==== The input

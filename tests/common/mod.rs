#![allow(dead_code)]

use std::sync::Arc;

use axum::Router;
use axum::body::Body;
use axum::http::{Request, Response, StatusCode};
use http_body_util::BodyExt;
use tower::ServiceExt;

use fx_gate::app::build_router;
use fx_gate::config::{AdminAuthMode, AppEnv, Config, DEFAULT_MAX_HEADER_BYTES, UserAuthMode};
use fx_gate::services::accounts::InMemoryAccounts;
use fx_gate::services::auth::token_codec::{ADMIN_TOKEN_TTL_SECONDS, USER_TOKEN_TTL_SECONDS};
use fx_gate::services::auth::{ManualClock, TokenCodec, build_state};

pub const SECRET: &str = "integration-secret";
pub const START: i64 = 1_700_000_000;
pub const ADMIN_USER: &str = "root";
pub const ADMIN_PASS: &str = "hunter2";

pub struct TestApp {
    pub router: Router,
    pub clock: Arc<ManualClock>,
    pub codec: Arc<TokenCodec>,
}

pub fn config(admin: AdminAuthMode, user: UserAuthMode) -> Config {
    Config {
        addr: "127.0.0.1:0".parse().unwrap(),
        database_url: "postgres://unused".to_string(),
        app_env: AppEnv::Development,
        cors_allowed_origins: Vec::new(),
        jwt_secret: SECRET.to_string(),
        admin_auth_mode: admin,
        user_auth_mode: user,
        admin_user: Some(ADMIN_USER.to_string()),
        admin_pass: Some(ADMIN_PASS.to_string()),
        max_header_bytes: DEFAULT_MAX_HEADER_BYTES,
        admin_token_ttl_seconds: ADMIN_TOKEN_TTL_SECONDS,
        user_token_ttl_seconds: USER_TOKEN_TTL_SECONDS,
    }
}

/// Accounts: user `u1` (tg-100), user `u2` (no telegram id), admin `a1` (tg-900).
pub fn accounts() -> InMemoryAccounts {
    InMemoryAccounts::new()
        .with_user("u1", Some("tg-100"))
        .with_user("u2", None)
        .with_admin("a1", Some("tg-900"))
}

pub fn app(admin: AdminAuthMode, user: UserAuthMode) -> TestApp {
    app_with(config(admin, user))
}

pub fn app_with(config: Config) -> TestApp {
    let clock = Arc::new(ManualClock::new(START));
    let state = build_state(&config, clock.clone(), Arc::new(accounts())).unwrap();
    let codec = state.codec.clone();

    TestApp {
        router: build_router(state, &config),
        clock,
        codec,
    }
}

impl TestApp {
    pub async fn send(&self, req: Request<Body>) -> Response<Body> {
        self.router.clone().oneshot(req).await.unwrap()
    }

    pub async fn get(&self, uri: &str, headers: &[(&str, &str)]) -> (StatusCode, serde_json::Value) {
        let mut builder = Request::builder().uri(uri);
        for (name, value) in headers {
            builder = builder.header(*name, *value);
        }
        let response = self.send(builder.body(Body::empty()).unwrap()).await;
        split(response).await
    }

    pub async fn post_json(&self, uri: &str, body: serde_json::Value) -> (StatusCode, serde_json::Value) {
        let req = Request::builder()
            .method("POST")
            .uri(uri)
            .header("content-type", "application/json")
            .body(Body::from(body.to_string()))
            .unwrap();
        split(self.send(req).await).await
    }
}

pub async fn split(response: Response<Body>) -> (StatusCode, serde_json::Value) {
    let status = response.status();
    let bytes = response.into_body().collect().await.unwrap().to_bytes();
    let json = serde_json::from_slice(&bytes).unwrap_or(serde_json::Value::Null);
    (status, json)
}

pub fn bearer(token: &str) -> String {
    format!("Bearer {token}")
}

========

Task statement >> Every entry above should be given again exactly as shown.

Task answer >>
filename tests/common/mod.rs
#![allow(dead_code)]

use std::sync::Arc;

use axum::Router;
use axum::body::Body;
use axum::http::{Request, Response, StatusCode};
use http_body_util::BodyExt;
use tower::ServiceExt;

use fx_gate::app::build_router;
use fx_gate::config::{AdminAuthMode, AppEnv, Config, DEFAULT_MAX_HEADER_BYTES, UserAuthMode};
use fx_gate::services::accounts::InMemoryAccounts;
use fx_gate::services::auth::token_codec::{ADMIN_TOKEN_TTL_SECONDS, USER_TOKEN_TTL_SECONDS};
use fx_gate::services::auth::{ManualClock, TokenCodec, build_state};

pub const SECRET: &str = "integration-secret";
pub const START: i64 = 1_700_000_000;
pub const ADMIN_USER: &str = "root";
pub const ADMIN_PASS: &str = "hunter2";

pub struct TestApp {
    pub router: Router,
    pub clock: Arc<ManualClock>,
    pub codec: Arc<TokenCodec>,
}

pub fn config(admin: AdminAuthMode, user: UserAuthMode) -> Config {
    Config {
        addr: "127.0.0.1:0".parse().unwrap(),
        database_url: "postgres://unused".to_string(),
        app_env: AppEnv::Development,
        cors_allowed_origins: Vec::new(),
        jwt_secret: SECRET.to_string(),
        admin_auth_mode: admin,
        user_auth_mode: user,
        admin_user: Some(ADMIN_USER.to_string()),
        admin_pass: Some(ADMIN_PASS.to_string()),
        max_header_bytes: DEFAULT_MAX_HEADER_BYTES,
        admin_token_ttl_seconds: ADMIN_TOKEN_TTL_SECONDS,
        user_token_ttl_seconds: USER_TOKEN_TTL_SECONDS,
    }
}

/// Accounts: user `u1` (tg-100), user `u2` (no telegram id), admin `a1` (tg-900).
pub fn accounts() -> InMemoryAccounts {
    InMemoryAccounts::new()
        .with_user("u1", Some("tg-100"))
        .with_user("u2", None)
        .with_admin("a1", Some("tg-900"))
}

pub fn app(admin: AdminAuthMode, user: UserAuthMode) -> TestApp {
    app_with(config(admin, user))
}

pub fn app_with(config: Config) -> TestApp {
    let clock = Arc::new(ManualClock::new(START));
    let state = build_state(&config, clock.clone(), Arc::new(accounts())).unwrap();
    let codec = state.codec.clone();

    TestApp {
        router: build_router(state, &config),
        clock,
        codec,
    }
}

impl TestApp {
    pub async fn send(&self, req: Request<Body>) -> Response<Body> {
        self.router.clone().oneshot(req).await.unwrap()
    }

    pub async fn get(&self, uri: &str, headers: &[(&str, &str)]) -> (StatusCode, serde_json::Value) {
        let mut builder = Request::builder().uri(uri);
        for (name, value) in headers {
            builder = builder.header(*name, *value);
        }
        let response = self.send(builder.body(Body::empty()).unwrap()).await;
        split(response).await
    }

    pub async fn post_json(&self, uri: &str, body: serde_json::Value) -> (StatusCode, serde_json::Value) {
        let req = Request::builder()
            .method("POST")
            .uri(uri)
            .header("content-type", "application/json")
            .body(Body::from(body.to_string()))
            .unwrap();
        split(self.send(req).await).await
    }
}

pub async fn split(response: Response<Body>) -> (StatusCode, serde_json::Value) {
    let status = response.status();
    let bytes = response.into_body().collect().await.unwrap().to_bytes();
    let json = serde_json::from_slice(&bytes).unwrap_or(serde_json::Value::Null);
    (status, json)
}

pub fn bearer(token: &str) -> String {
    format!("Bearer {token}")
}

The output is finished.